I have proposed a set of experiments aimed to understand the intracellular signals that control cell fate determination at a defined point in T cell development, when immature double positive cells are screened for the reactivity of their TcR. The underlying hypothesis, based on our previous results, is that alternative cell fate decisions are driven by qualitatively different signaling events. In the first aim, we investigate in more detail the role of Ras and its effectors in positive selection using our previously generated dominant negative Ras mice in combination with transgenic mice that express a hypersensitive variant of MAPK, to address whether MAPK is the only Ras effector important for positive selection. In case it is not, we propose a series of experiments that, using a retroviral infection system, test different Ras effector mutants for their ability to rescue dnRas. Using the results obtained in these experiments, we will define in more detail the components of the Ras signaling pathway involved in positive selection and try to identify genes induced by Ras and involved in positive selection.

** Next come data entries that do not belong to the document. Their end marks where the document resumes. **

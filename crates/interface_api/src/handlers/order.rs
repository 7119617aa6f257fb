//! Order handlers

use axum::{
    extract::{Path, Query, State},
    Extension, Json,
};
use serde::Deserialize;
use uuid::Uuid;

use domain_access::ActingUser;
use domain_order::{Order, OrderStatus};

use crate::dto::order::OrderResponse;
use crate::{error::ApiError, AppState};

#[derive(Debug, Deserialize)]
pub struct OrderListQuery {
    pub status: Option<OrderStatus>,
}

fn ensure_party(acting: ActingUser, order: &Order) -> Result<(), ApiError> {
    if !acting.role.is_gatekeeper() && order.buyer_id != acting.user_id {
        return Err(ApiError::Forbidden("not a party to this order".to_string()));
    }
    Ok(())
}

/// Lists orders: the gatekeeper by status, a buyer their own
pub async fn list_orders(
    State(state): State<AppState>,
    Extension(acting): Extension<ActingUser>,
    Query(query): Query<OrderListQuery>,
) -> Result<Json<Vec<OrderResponse>>, ApiError> {
    let orders = if acting.role.is_gatekeeper() {
        state
            .orders
            .list_by_status(query.status.unwrap_or(OrderStatus::Pending))
            .await?
    } else {
        state.orders.list_by_buyer(acting.user_id).await?
    };
    Ok(Json(orders.into_iter().map(Into::into).collect()))
}

/// Gets an order, visible to its buyer and the gatekeeper
pub async fn get_order(
    State(state): State<AppState>,
    Extension(acting): Extension<ActingUser>,
    Path(id): Path<Uuid>,
) -> Result<Json<OrderResponse>, ApiError> {
    let order = state.orders.get(id.into()).await?;
    ensure_party(acting, &order)?;
    Ok(Json(order.into()))
}

/// Confirms a pending order (gatekeeper)
pub async fn confirm_order(
    State(state): State<AppState>,
    Extension(acting): Extension<ActingUser>,
    Path(id): Path<Uuid>,
) -> Result<Json<OrderResponse>, ApiError> {
    let order = state.orders.confirm(acting, id.into()).await?;
    Ok(Json(order.into()))
}

/// Moves a confirmed order into processing (gatekeeper)
pub async fn process_order(
    State(state): State<AppState>,
    Extension(acting): Extension<ActingUser>,
    Path(id): Path<Uuid>,
) -> Result<Json<OrderResponse>, ApiError> {
    let order = state.orders.start_processing(acting, id.into()).await?;
    Ok(Json(order.into()))
}

/// Completes a processing order (gatekeeper)
pub async fn complete_order(
    State(state): State<AppState>,
    Extension(acting): Extension<ActingUser>,
    Path(id): Path<Uuid>,
) -> Result<Json<OrderResponse>, ApiError> {
    let order = state.orders.complete(acting, id.into()).await?;
    Ok(Json(order.into()))
}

The second aim is directed at understanding the contribution of different signaling pathways to the commitment to either the CD4 or CD8 lineages. The experiments focus on the role of Lck in this process, and test whether the Ras/MAPK cascade is a downstream target of Lck in this process using biochemical and genetic approaches. The third aim of this grant proposes to analyze the role of PI 3-K in T cell development by generating transgenic mice expressing dominant negative and constitutively active mutants of this enzyme. We address the possible role of PI 3-K in positive and negative selection using transgenic models. Given the role of PI 3-K in cell survival we will analyze whether it affects thymocyte survival, using both in vivo and in vitro approaches. These studies should provide us with a better understanding of the mechanisms that control positive and negative selection during T cell development, and, more widely, could provide clues as to how differential signaling through the TCR is achieved. Having the different mice strains will allow a direct comparison of their phenotype, as well as open the possibility of performing genetic experiments to unravel the relationships among the different signal transduction pathways during T cell development.

我已经提出了一组实验，旨在了解细胞内信号，控制细胞命运的决定在一个确定的点在T细胞发育，当未成熟的双阳性细胞筛选其TcR的反应性。 基于我们以前的结果，潜在的假设是，替代细胞命运的决定是由定性不同的信号事件驱动的。在第一个目标中，我们更详细地研究了Ras及其效应子在阳性选择中的作用，使用我们先前产生的显性阴性Ras小鼠与表达MAPK的超敏变体的转基因小鼠相结合，以解决MAPK是否是唯一的Ras效应子对阳性选择重要。 如果不是，我们提出了一系列的实验，使用逆转录病毒感染系统，测试不同的Ras效应突变体拯救dnRas的能力。使用这些实验中获得的结果，我们将更详细地定义参与正选择的Ras信号通路的组成部分，并尝试识别Ras诱导的参与正选择的基因。第二个目的是了解不同的信号通路的贡献，无论是CD 4或CD 8谱系的承诺。 本实验主要研究Lck在这一过程中的作用，并采用生物化学和遗传学方法检测Ras/MAPK级联反应是否是Lck在这一过程中的下游靶标。该资助的第三个目的是通过产生表达该酶的显性阴性和组成型活性突变体的转基因小鼠来分析PI 3-K在T细胞发育中的作用。 我们解决了PI 3-K的可能作用，在积极和消极的选择使用转基因模型。 鉴于PI 3-K在细胞存活中的作用，我们将使用体内和体外方法分析其是否影响胸腺细胞存活。这些研究应该让我们更好地理解在T细胞发育过程中控制阳性和阴性选择的机制，更广泛地说，可以为如何通过TCR实现差异信号提供线索。拥有不同的小鼠品系将允许直接比较它们的表型，并打开进行遗传实验的可能性，以解开T细胞发育过程中不同信号转导途径之间的关系。